The point is that Mark proposes a *pessimistic* ambiguity check whereas Tom (as well as GHC) favors an *optimistic* ambiguity check. By pessimistic I mean that we immediately reject a program/type if there's a potential unambiguity. For example, class Foo a b forall a b. Foo a b => b -> b is potentially ambiguous assuming we encounter instance Foo Int Char instance Foo Bool Char But such instances might never arise. See Tom's example below which applies an optimistic ambiguity check. In the extreme case, the optimistic ambiguity check only checks for ambiguity when calling the ground top-level function main. At this point (latest), we must provide (unambiguously) evidence for type classes and type equations. In summary: - The pessimistic ambiguity check is more in line with Haskell's open world view (of type classes and type families/functions being open/extensible). Anything can happen in the future (we might add an new type instances). So let's assume the worst and immediately report any potential ambiguity. - The optimistic ambiguity check takes into account the set of available instance. Depending on the set of instances there may not be any ambiguity after all. Both strategies are backed up by theoretical results. See the Coherence Theorems in Mark's thesis and "A Theory of Overloading" (I'm happy to provide more concrete pointers if necessary). Martin Tom Schrijvers wrote:
Hi Tom,
It seems we are thinking of different things. I was referring to the characterization of a type of the form P => t as being "ambiguous" if there is a type variable in P that is not determined by the variables in t; this condition is used in Haskell to establish coherence (i.e., to show that a program has a well-defined semantics).
[...]
Technically, one could ignore the ambiguous type signature for bar, because the *principal* type of bar (as opposed to the *declared type*) is not ambiguous. However, in practice, there is little reason to allow the definition of a function with an ambiguous type because such functions cannot be used in practice: the ambiguity that is introduced in the type of bar will propagate to any other function that calls it, either directly or indirectly. For this reason, it makes sense to report the ambiguity at the point where bar is defined, instead of deferring that error to places where it is used, like the definition of bar'. (The latter is what I mean by "delayed" ambiguity checking.)

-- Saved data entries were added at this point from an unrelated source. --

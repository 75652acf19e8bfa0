//! Playback queue
//!
//! Ordered list of tracks waiting to play. The current track is never an
//! implicit member; `next` takes tracks out explicitly.
//!
//! ```text
//! Currently Playing: Track A      (owned by the manager)
//! ─────────────────────────────
//! Queue:
//!   0. Track B   <- sequential next
//!   1. Track C
//!   2. Track D
//! ```

use crate::types::Track;

#[derive(Debug, Clone, Default)]
pub struct Queue {
    tracks: Vec<Track>,
}

impl Queue {
    /// Create new empty queue
    pub fn new() -> Self {
        Self { tracks: Vec::new() }
    }

    /// Replace the whole queue
    pub fn replace(&mut self, tracks: Vec<Track>) {
        self.tracks = tracks;
    }

    /// Append track to the tail
    pub fn push_back(&mut self, track: Track) {
        self.tracks.push(track);
    }

    /// Insert track at the head (plays next)
    pub fn push_front(&mut self, track: Track) {
        self.tracks.insert(0, track);
    }

    /// Take the head of the queue
    pub fn pop_front(&mut self) -> Option<Track> {
        if self.tracks.is_empty() {
            None
        } else {
            Some(self.tracks.remove(0))
        }
    }

    /// Remove track by index
    ///
    /// Returns `None` if the index is out of range.
    pub fn remove(&mut self, index: usize) -> Option<Track> {
        if index < self.tracks.len() {
            Some(self.tracks.remove(index))
        } else {
            None
        }
    }

    /// Move track from `from` to `to`
    ///
    /// Returns `false` (queue untouched) if either index is out of range.
    pub fn move_track(&mut self, from: usize, to: usize) -> bool {
        let len = self.tracks.len();
        if from >= len || to >= len {
            return false;
        }
        if from != to {
            let track = self.tracks.remove(from);
            self.tracks.insert(to, track);
        }
        true
    }

    /// Drop the tracks before `index` and take the one at `index`
    pub fn skip_to(&mut self, index: usize) -> Option<Track> {
        if index >= self.tracks.len() {
            return None;
        }
        self.tracks.drain(..index);
        self.pop_front()
    }

    /// Take the tail entry if it is the track with `id`
    pub fn pop_back_if(&mut self, id: &str) -> Option<Track> {
        if self.tracks.last().is_some_and(|t| t.id == id) {
            self.tracks.pop()
        } else {
            None
        }
    }

    pub fn clear(&mut self) {
        self.tracks.clear();
    }

    pub fn get(&self, index: usize) -> Option<&Track> {
        self.tracks.get(index)
    }

    pub fn tracks(&self) -> &[Track] {
        &self.tracks
    }

    pub fn len(&self) -> usize {
        self.tracks.len()
    }

    pub fn is_empty(&self) -> bool {
        self.tracks.is_empty()
    }
}
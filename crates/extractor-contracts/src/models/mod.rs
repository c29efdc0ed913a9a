mod registry;
mod selectors;

pub use registry::{ModelRegistry, ModelSpec, CAPABILITY_EDIT, CAPABILITY_VISION};
pub use selectors::{ModelSelection, ModelSelector};
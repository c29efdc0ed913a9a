use std::collections::BTreeMap;

use anyhow::Result;
use extractor_contracts::{ImageSize, Quality};

mod dryrun;
mod openai;

pub use dryrun::DryrunProvider;
pub use openai::{OpenAiProvider, DEFAULT_API_BASE};

/// One chat-style request carrying an inline image and a text instruction,
/// asking for a JSON object back.
#[derive(Debug, Clone)]
pub struct VisionRequest {
    pub model: String,
    pub instruction: String,
    pub image_data_uri: String,
    pub max_output_tokens: u64,
}

/// Image-edit request: always one PNG output with a transparent background.
#[derive(Debug, Clone)]
pub struct EditRequest {
    pub model: String,
    pub prompt: String,
    pub image_png: Vec<u8>,
    pub file_name: String,
    pub mime_type: String,
    pub size: ImageSize,
    pub quality: Quality,
    pub n: u32,
    pub output_format: String,
    pub background: String,
}

impl EditRequest {
    pub fn transparent_png(
        model: impl Into<String>,
        prompt: impl Into<String>,
        image_png: Vec<u8>,
        size: ImageSize,
        quality: Quality,
    ) -> Self {
        Self {
            model: model.into(),
            prompt: prompt.into(),
            image_png,
            file_name: "image.png".to_string(),
            mime_type: "image/png".to_string(),
            size,
            quality,
            n: 1,
            output_format: "png".to_string(),
            background: "transparent".to_string(),
        }
    }
}

/// One output slot of an edit response. Providers return either a hosted URL
/// or inline base64, occasionally neither.
#[derive(Debug, Clone, Default, PartialEq, Eq)]
pub struct EditOutput {
    pub url: Option<String>,
    pub b64_json: Option<String>,
}

#[derive(Debug, Clone, Default)]
pub struct EditResponse {
    pub status_code: Option<u16>,
    pub request_id: Option<String>,
    pub outputs: Vec<EditOutput>,
}

pub trait VisionProvider: Send + Sync {
    fn name(&self) -> &str;
    /// Raw assistant text; may be empty when the model produced nothing.
    fn complete(&self, request: &VisionRequest) -> Result<String>;
}

pub trait EditProvider: Send + Sync {
    fn name(&self) -> &str;
    fn edit(&self, request: &EditRequest) -> Result<EditResponse>;
}

#[derive(Default)]
pub struct ProviderRegistry {
    vision: BTreeMap<String, Box<dyn VisionProvider>>,
    edit: BTreeMap<String, Box<dyn EditProvider>>,
}

impl ProviderRegistry {
    pub fn new() -> Self {
        Self::default()
    }

    pub fn register_vision<P: VisionProvider + 'static>(&mut self, provider: P) {
        self.vision
            .insert(provider.name().to_string(), Box::new(provider));
    }

    pub fn register_edit<P: EditProvider + 'static>(&mut self, provider: P) {
        self.edit
            .insert(provider.name().to_string(), Box::new(provider));
    }

    pub fn vision(&self, name: &str) -> Option<&dyn VisionProvider> {
        self.vision.get(name).map(|provider| provider.as_ref())
    }

    pub fn edit(&self, name: &str) -> Option<&dyn EditProvider> {
        self.edit.get(name).map(|provider| provider.as_ref())
    }

    pub fn names(&self) -> Vec<String> {
        let mut names: Vec<String> = self
            .vision
            .keys()
            .chain(self.edit.keys())
            .cloned()
            .collect();
        names.sort();
        names.dedup();
        names
    }
}
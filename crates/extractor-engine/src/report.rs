use std::sync::Mutex;

use extractor_contracts::events::{EventPayload, EventWriter};
use serde_json::{json, Value};

use crate::error::ExtractError;

/// Where the pipeline sends operator-visible reports.
pub trait Reporter {
    fn error(&self, error: &ExtractError);
    fn warning(&self, message: &str);
    fn progress(&self, completed: usize, total: usize, label: &str);
    /// Structured milestone (`pass_started`, `item_generated`, ...).
    fn record(&self, event_type: &str, payload: EventPayload);
}

/// Writes every report to `events.jsonl`; errors and progress are echoed to
/// stderr as well.
#[derive(Debug, Clone)]
pub struct EventReporter {
    events: EventWriter,
    echo: bool,
}

impl EventReporter {
    pub fn new(events: EventWriter) -> Self {
        Self { events, echo: true }
    }

    pub fn quiet(events: EventWriter) -> Self {
        Self {
            events,
            echo: false,
        }
    }

    pub fn events(&self) -> &EventWriter {
        &self.events
    }

    fn emit(&self, event_type: &str, payload: EventPayload) {
        if let Err(err) = self.events.emit(event_type, payload) {
            eprintln!(
                "object-extractor: failed to write {} event to {}: {err:#}",
                event_type,
                self.events.path().display()
            );
        }
    }
}

impl Reporter for EventReporter {
    fn error(&self, error: &ExtractError) {
        if self.echo {
            eprintln!("error: {error}");
        }
        self.emit("error", payload(json!({
            "kind": error.kind(),
            "message": error.to_string(),
        })));
    }

    fn warning(&self, message: &str) {
        if self.echo {
            eprintln!("warning: {message}");
        }
        self.emit("warning", payload(json!({ "message": message })));
    }

    fn progress(&self, completed: usize, total: usize, label: &str) {
        let fraction = if total == 0 {
            1.0
        } else {
            completed as f64 / total as f64
        };
        if self.echo {
            eprintln!("[{completed}/{total}] {label}");
        }
        self.emit("progress", payload(json!({
            "completed": completed,
            "total": total,
            "fraction": fraction,
            "label": label,
        })));
    }

    fn record(&self, event_type: &str, payload: EventPayload) {
        self.emit(event_type, payload);
    }
}

#[derive(Debug, Clone, PartialEq)]
pub enum ReportEntry {
    Error(ExtractError),
    Warning(String),
    Progress {
        completed: usize,
        total: usize,
        label: String,
    },
    Record {
        event_type: String,
        payload: EventPayload,
    },
}

/// Keeps reports in memory, in arrival order.
#[derive(Debug, Default)]
pub struct MemoryReporter {
    entries: Mutex<Vec<ReportEntry>>,
}

impl MemoryReporter {
    pub fn new() -> Self {
        Self::default()
    }

    pub fn entries(&self) -> Vec<ReportEntry> {
        self.entries
            .lock()
            .map(|entries| entries.clone())
            .unwrap_or_default()
    }

    pub fn errors(&self) -> Vec<ExtractError> {
        self.entries()
            .into_iter()
            .filter_map(|entry| match entry {
                ReportEntry::Error(error) => Some(error),
                _ => None,
            })
            .collect()
    }

    pub fn warnings(&self) -> Vec<String> {
        self.entries()
            .into_iter()
            .filter_map(|entry| match entry {
                ReportEntry::Warning(message) => Some(message),
                _ => None,
            })
            .collect()
    }

    pub fn progress_fractions(&self) -> Vec<(usize, usize)> {
        self.entries()
            .into_iter()
            .filter_map(|entry| match entry {
                ReportEntry::Progress {
                    completed, total, ..
                } => Some((completed, total)),
                _ => None,
            })
            .collect()
    }

    pub fn record_types(&self) -> Vec<String> {
        self.entries()
            .into_iter()
            .filter_map(|entry| match entry {
                ReportEntry::Record { event_type, .. } => Some(event_type),
                _ => None,
            })
            .collect()
    }

    fn push(&self, entry: ReportEntry) {
        if let Ok(mut entries) = self.entries.lock() {
            entries.push(entry);
        }
    }
}

impl Reporter for MemoryReporter {
    fn error(&self, error: &ExtractError) {
        self.push(ReportEntry::Error(error.clone()));
    }

    fn warning(&self, message: &str) {
        self.push(ReportEntry::Warning(message.to_string()));
    }

    fn progress(&self, completed: usize, total: usize, label: &str) {
        self.push(ReportEntry::Progress {
            completed,
            total,
            label: label.to_string(),
        });
    }

    fn record(&self, event_type: &str, payload: EventPayload) {
        self.push(ReportEntry::Record {
            event_type: event_type.to_string(),
            payload,
        });
    }
}

pub(crate) fn payload(value: Value) -> EventPayload {
    value.as_object().cloned().unwrap_or_default()
}

#[cfg(test)]
mod tests {
    use extractor_contracts::events::EventWriter;
    use serde_json::Value;

    use super::{EventReporter, MemoryReporter, Reporter};
    use crate::error::ExtractError;

    #[test]
    fn event_reporter_writes_error_and_progress_events() -> anyhow::Result<()> {
        let temp = tempfile::tempdir()?;
        let writer = EventWriter::new(temp.path().join("events.jsonl"), "session-1");
        let reporter = EventReporter::quiet(writer.clone());

        reporter.error(&ExtractError::Fetch("status 404".to_string()));
        reporter.progress(1, 4, "木");

        let events = writer.read_all()?;
        assert_eq!(events.len(), 2);
        assert_eq!(events[0].event_type, "error");
        assert_eq!(events[0].get("kind"), Some(&Value::from("fetch")));
        assert_eq!(events[1].event_type, "progress");
        assert_eq!(events[1].get("fraction"), Some(&Value::from(0.25)));
        Ok(())
    }

    #[test]
    fn memory_reporter_splits_entries_by_kind() {
        let reporter = MemoryReporter::new();
        reporter.warning("skipped");
        reporter.error(&ExtractError::DetectionParse("bad".to_string()));
        reporter.progress(2, 2, "done");

        assert_eq!(reporter.warnings(), vec!["skipped".to_string()]);
        assert_eq!(reporter.errors().len(), 1);
        assert_eq!(reporter.progress_fractions(), vec![(2, 2)]);
        assert_eq!(reporter.entries().len(), 3);
    }
}
use thiserror::Error;

/// Failures the pipeline recovers from locally.
///
/// None of these abort a pass: each is reported and turned into "no result"
/// for the item (or detection run) that produced it.
#[derive(Debug, Clone, PartialEq, Eq, Error)]
pub enum ExtractError {
    #[error("failed to parse object detection response: {0}")]
    DetectionParse(String),

    #[error("object detection request failed: {0}")]
    VisionRequest(String),

    #[error("image generation failed for '{key}': {message}")]
    Synthesis { key: String, message: String },

    #[error("image download failed: {0}")]
    Fetch(String),
}

impl ExtractError {
    pub fn kind(&self) -> &'static str {
        match self {
            ExtractError::DetectionParse(_) => "detection_parse",
            ExtractError::VisionRequest(_) => "vision_request",
            ExtractError::Synthesis { .. } => "synthesis",
            ExtractError::Fetch(_) => "fetch",
        }
    }
}

/// Flattens an anyhow chain into one line, dropping repeated causes.
pub(crate) fn error_chain_text(err: &anyhow::Error, max_chars: usize) -> String {
    let mut parts: Vec<String> = Vec::new();
    for cause in err.chain() {
        let text = cause.to_string();
        let trimmed = text.trim();
        if trimmed.is_empty() {
            continue;
        }
        if parts.last().is_some_and(|existing| existing == trimmed) {
            continue;
        }
        parts.push(trimmed.to_string());
    }
    if parts.is_empty() {
        return truncate_text(&err.to_string(), max_chars);
    }
    truncate_text(&parts.join(" | caused by: "), max_chars)
}

pub(crate) fn truncate_text(value: &str, max_chars: usize) -> String {
    if value.chars().count() <= max_chars {
        return value.to_string();
    }
    value.chars().take(max_chars).collect::<String>() + "…"
}
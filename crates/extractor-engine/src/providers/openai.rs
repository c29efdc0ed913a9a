use anyhow::{bail, Context, Result};
use reqwest::blocking::multipart::{Form as MultipartForm, Part as MultipartPart};
use reqwest::blocking::{Client as HttpClient, Response as HttpResponse};
use serde_json::{json, Value};

use super::{EditOutput, EditProvider, EditRequest, EditResponse, VisionProvider, VisionRequest};
use crate::error::truncate_text;

pub const DEFAULT_API_BASE: &str = "https://api.openai.com/v1";

pub struct OpenAiProvider {
    api_base: String,
    api_key: String,
    http: HttpClient,
}

impl OpenAiProvider {
    pub fn new(api_base: &str, api_key: impl Into<String>, http: HttpClient) -> Self {
        let api_base = api_base.trim().trim_end_matches('/');
        Self {
            api_base: if api_base.is_empty() {
                DEFAULT_API_BASE.to_string()
            } else {
                api_base.to_string()
            },
            api_key: api_key.into(),
            http,
        }
    }

    pub fn api_base(&self) -> &str {
        &self.api_base
    }
}

impl VisionProvider for OpenAiProvider {
    fn name(&self) -> &str {
        "openai"
    }

    fn complete(&self, request: &VisionRequest) -> Result<String> {
        let endpoint = format!("{}/chat/completions", self.api_base);
        let payload = chat_payload(request);
        let response = self
            .http
            .post(&endpoint)
            .bearer_auth(&self.api_key)
            .json(&payload)
            .send()
            .with_context(|| format!("OpenAI request failed ({endpoint})"))?;
        let parsed = response_json_or_error("OpenAI chat", response)?;
        Ok(extract_message_text(&parsed))
    }
}

impl EditProvider for OpenAiProvider {
    fn name(&self) -> &str {
        "openai"
    }

    fn edit(&self, request: &EditRequest) -> Result<EditResponse> {
        let endpoint = format!("{}/images/edits", self.api_base);
        let part = MultipartPart::bytes(request.image_png.clone())
            .file_name(request.file_name.clone())
            .mime_str(&request.mime_type)
            .with_context(|| format!("invalid mime '{}'", request.mime_type))?;
        let form = MultipartForm::new()
            .text("model", request.model.clone())
            .text("prompt", request.prompt.clone())
            .text("size", request.size.as_str())
            .text("quality", request.quality.as_str())
            .text("n", request.n.max(1).to_string())
            .text("output_format", request.output_format.clone())
            .text("background", request.background.clone())
            .part("image", part);

        let response = self
            .http
            .post(&endpoint)
            .bearer_auth(&self.api_key)
            .multipart(form)
            .send()
            .context("OpenAI edits request failed")?;
        let status_code = response.status().as_u16();
        let request_id = response
            .headers()
            .get("x-request-id")
            .and_then(|value| value.to_str().ok())
            .map(str::to_string);
        let parsed = response_json_or_error("OpenAI edits", response)?;

        Ok(EditResponse {
            status_code: Some(status_code),
            request_id,
            outputs: extract_edit_outputs(&parsed),
        })
    }
}

fn chat_payload(request: &VisionRequest) -> Value {
    json!({
        "model": request.model,
        "messages": [{
            "role": "user",
            "content": [
                {"type": "text", "text": request.instruction},
                {"type": "image_url", "image_url": {"url": request.image_data_uri}},
            ],
        }],
        "response_format": {"type": "json_object"},
        "max_tokens": request.max_output_tokens,
    })
}

fn extract_message_text(response: &Value) -> String {
    response
        .get("choices")
        .and_then(Value::as_array)
        .and_then(|choices| choices.first())
        .and_then(|choice| choice.get("message"))
        .and_then(|message| message.get("content"))
        .and_then(Value::as_str)
        .map(|text| text.trim().to_string())
        .unwrap_or_default()
}

fn extract_edit_outputs(response: &Value) -> Vec<EditOutput> {
    let rows = response
        .get("data")
        .and_then(Value::as_array)
        .cloned()
        .unwrap_or_default();
    rows.iter()
        .filter_map(Value::as_object)
        .map(|row| EditOutput {
            url: non_empty_str(row.get("url")),
            b64_json: non_empty_str(row.get("b64_json")),
        })
        .collect()
}

fn non_empty_str(value: Option<&Value>) -> Option<String> {
    value
        .and_then(Value::as_str)
        .map(str::trim)
        .filter(|text| !text.is_empty())
        .map(str::to_string)
}

fn response_json_or_error(provider: &str, response: HttpResponse) -> Result<Value> {
    let status = response.status();
    let code = status.as_u16();
    let body = response
        .text()
        .with_context(|| format!("{provider} response body read failed"))?;
    if !status.is_success() {
        bail!(
            "{provider} request failed ({code}): {}",
            truncate_text(&body, 512)
        );
    }
    let parsed: Value = serde_json::from_str(&body)
        .with_context(|| format!("{provider} returned invalid JSON payload"))?;
    Ok(parsed)
}
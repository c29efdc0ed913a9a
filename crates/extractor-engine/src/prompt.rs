use extractor_contracts::ObjectDescriptor;

/// Renders the edit instruction for one descriptor.
///
/// The wording is consumed by the image-edit model; any change here changes
/// generation output and must update the golden test below.
pub fn build_prompt(descriptor: &ObjectDescriptor) -> String {
    let object = descriptor.label_canonical.trim();
    let position = descriptor.position_canonical.trim();
    format!(
        "Extract EXACTLY the {object} at {position} from this image. \
CRITICAL: Do not modify, enhance, stylize, or change ANYTHING about the {object}. \
Keep it 100% identical to the original - exact same colors, exact same textures, \
exact same lighting, exact same shadows, exact same proportions, exact same details, \
exact same angle, exact same orientation, exact same perspective, exact same viewpoint. \
Only remove the background and other objects by making them transparent. \
NO artistic interpretation, NO improvements, NO style changes, NO color adjustments, \
NO rotation, NO angle changes, NO perspective changes. \
Perfect pixel-level accuracy required. \
Maintain the EXACT same viewing angle and orientation as shown in the original image."
    )
}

Thanks for explaining the ambiguity issue, Mark. I wasn't thinking about that. We have thought about ambiguity. See Section 7.3 in our paper
http://www.cs.kuleuven.be/~toms/Research/papers/draft_type_functions_2008.pd...
Note that neither Definition 3 nor Definition 4 demands that all unification variables are substituted with ground types during type checking. So we do allow for a form of ambiguity: when any type is valid (this has no impact on the semantics). Consider the initial program
type family F a
foo :: F a -> F a foo = id
You propose to reject function Foo because it cannot be used unambiguously. We propose to accept foo, because the program could be extended with
type instance F x = Int
and, for instance, this would be valid:
foo2 :: F Char -> F Bool foo2 = foo
If you look at the level of the equality constraints:
(F Char -> F Bool) ~ (F alpha -> F alpha)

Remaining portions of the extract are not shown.